Saved entries
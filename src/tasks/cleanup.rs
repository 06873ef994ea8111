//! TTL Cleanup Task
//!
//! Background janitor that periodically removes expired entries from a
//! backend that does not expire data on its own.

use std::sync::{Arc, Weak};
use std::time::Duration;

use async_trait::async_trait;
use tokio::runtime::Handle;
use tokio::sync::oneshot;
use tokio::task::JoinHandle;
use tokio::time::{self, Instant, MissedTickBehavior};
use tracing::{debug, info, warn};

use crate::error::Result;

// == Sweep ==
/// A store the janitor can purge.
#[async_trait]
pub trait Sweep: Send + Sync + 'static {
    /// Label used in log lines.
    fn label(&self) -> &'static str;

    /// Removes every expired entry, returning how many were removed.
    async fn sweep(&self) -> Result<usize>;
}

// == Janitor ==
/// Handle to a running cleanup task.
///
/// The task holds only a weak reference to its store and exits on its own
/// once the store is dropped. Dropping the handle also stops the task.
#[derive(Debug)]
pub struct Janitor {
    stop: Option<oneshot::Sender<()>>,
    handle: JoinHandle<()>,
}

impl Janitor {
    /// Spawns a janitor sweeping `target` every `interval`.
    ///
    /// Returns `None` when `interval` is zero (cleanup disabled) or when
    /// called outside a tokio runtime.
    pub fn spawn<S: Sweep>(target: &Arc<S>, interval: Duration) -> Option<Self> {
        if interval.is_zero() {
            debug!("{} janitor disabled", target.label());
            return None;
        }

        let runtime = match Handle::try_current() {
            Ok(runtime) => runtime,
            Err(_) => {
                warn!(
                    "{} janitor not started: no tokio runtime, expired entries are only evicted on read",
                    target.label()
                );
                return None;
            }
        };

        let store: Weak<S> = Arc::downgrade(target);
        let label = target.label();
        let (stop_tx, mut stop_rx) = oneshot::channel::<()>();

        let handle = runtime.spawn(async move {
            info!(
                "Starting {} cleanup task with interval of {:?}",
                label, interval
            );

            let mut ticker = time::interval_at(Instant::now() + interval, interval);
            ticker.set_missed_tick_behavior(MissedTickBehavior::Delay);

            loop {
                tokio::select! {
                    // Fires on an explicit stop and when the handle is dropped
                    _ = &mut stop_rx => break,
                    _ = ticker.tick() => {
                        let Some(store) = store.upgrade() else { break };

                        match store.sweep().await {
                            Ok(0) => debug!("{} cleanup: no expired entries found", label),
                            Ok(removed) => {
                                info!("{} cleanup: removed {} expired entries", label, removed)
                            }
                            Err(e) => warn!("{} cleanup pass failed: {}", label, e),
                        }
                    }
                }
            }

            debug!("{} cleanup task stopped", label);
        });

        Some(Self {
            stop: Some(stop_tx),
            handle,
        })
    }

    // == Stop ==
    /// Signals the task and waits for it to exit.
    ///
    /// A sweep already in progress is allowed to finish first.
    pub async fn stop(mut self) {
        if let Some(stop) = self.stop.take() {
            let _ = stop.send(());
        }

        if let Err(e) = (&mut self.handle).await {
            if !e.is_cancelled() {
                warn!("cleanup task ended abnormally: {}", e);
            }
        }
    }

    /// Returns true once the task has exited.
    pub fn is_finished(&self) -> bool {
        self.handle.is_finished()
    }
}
--
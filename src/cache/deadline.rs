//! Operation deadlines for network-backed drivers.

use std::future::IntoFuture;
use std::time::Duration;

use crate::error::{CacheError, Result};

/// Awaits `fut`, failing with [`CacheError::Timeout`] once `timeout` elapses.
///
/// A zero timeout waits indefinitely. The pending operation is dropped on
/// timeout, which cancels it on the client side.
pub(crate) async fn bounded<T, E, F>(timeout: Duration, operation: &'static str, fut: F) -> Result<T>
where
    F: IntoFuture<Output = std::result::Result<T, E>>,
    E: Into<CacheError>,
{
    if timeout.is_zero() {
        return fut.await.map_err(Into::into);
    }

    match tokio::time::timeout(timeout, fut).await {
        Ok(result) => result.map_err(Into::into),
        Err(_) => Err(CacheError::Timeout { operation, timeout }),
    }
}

| WHAT IS NEEDED |
Could you retype exactly the lines above, starting at the line that contains "filename src/tasks/cleanup.rs" and ending at the line that contains "use async_trait::async_trait;", and nothing more?

| RESULT |
filename src/tasks/cleanup.rs
repository 06873ef994ea8111
//! TTL Cleanup Task
//!
//! Background janitor that periodically removes expired entries from a
//! backend that does not expire data on its own.

use std::sync::{Arc, Weak};
use std::time::Duration;

use async_trait::async_trait;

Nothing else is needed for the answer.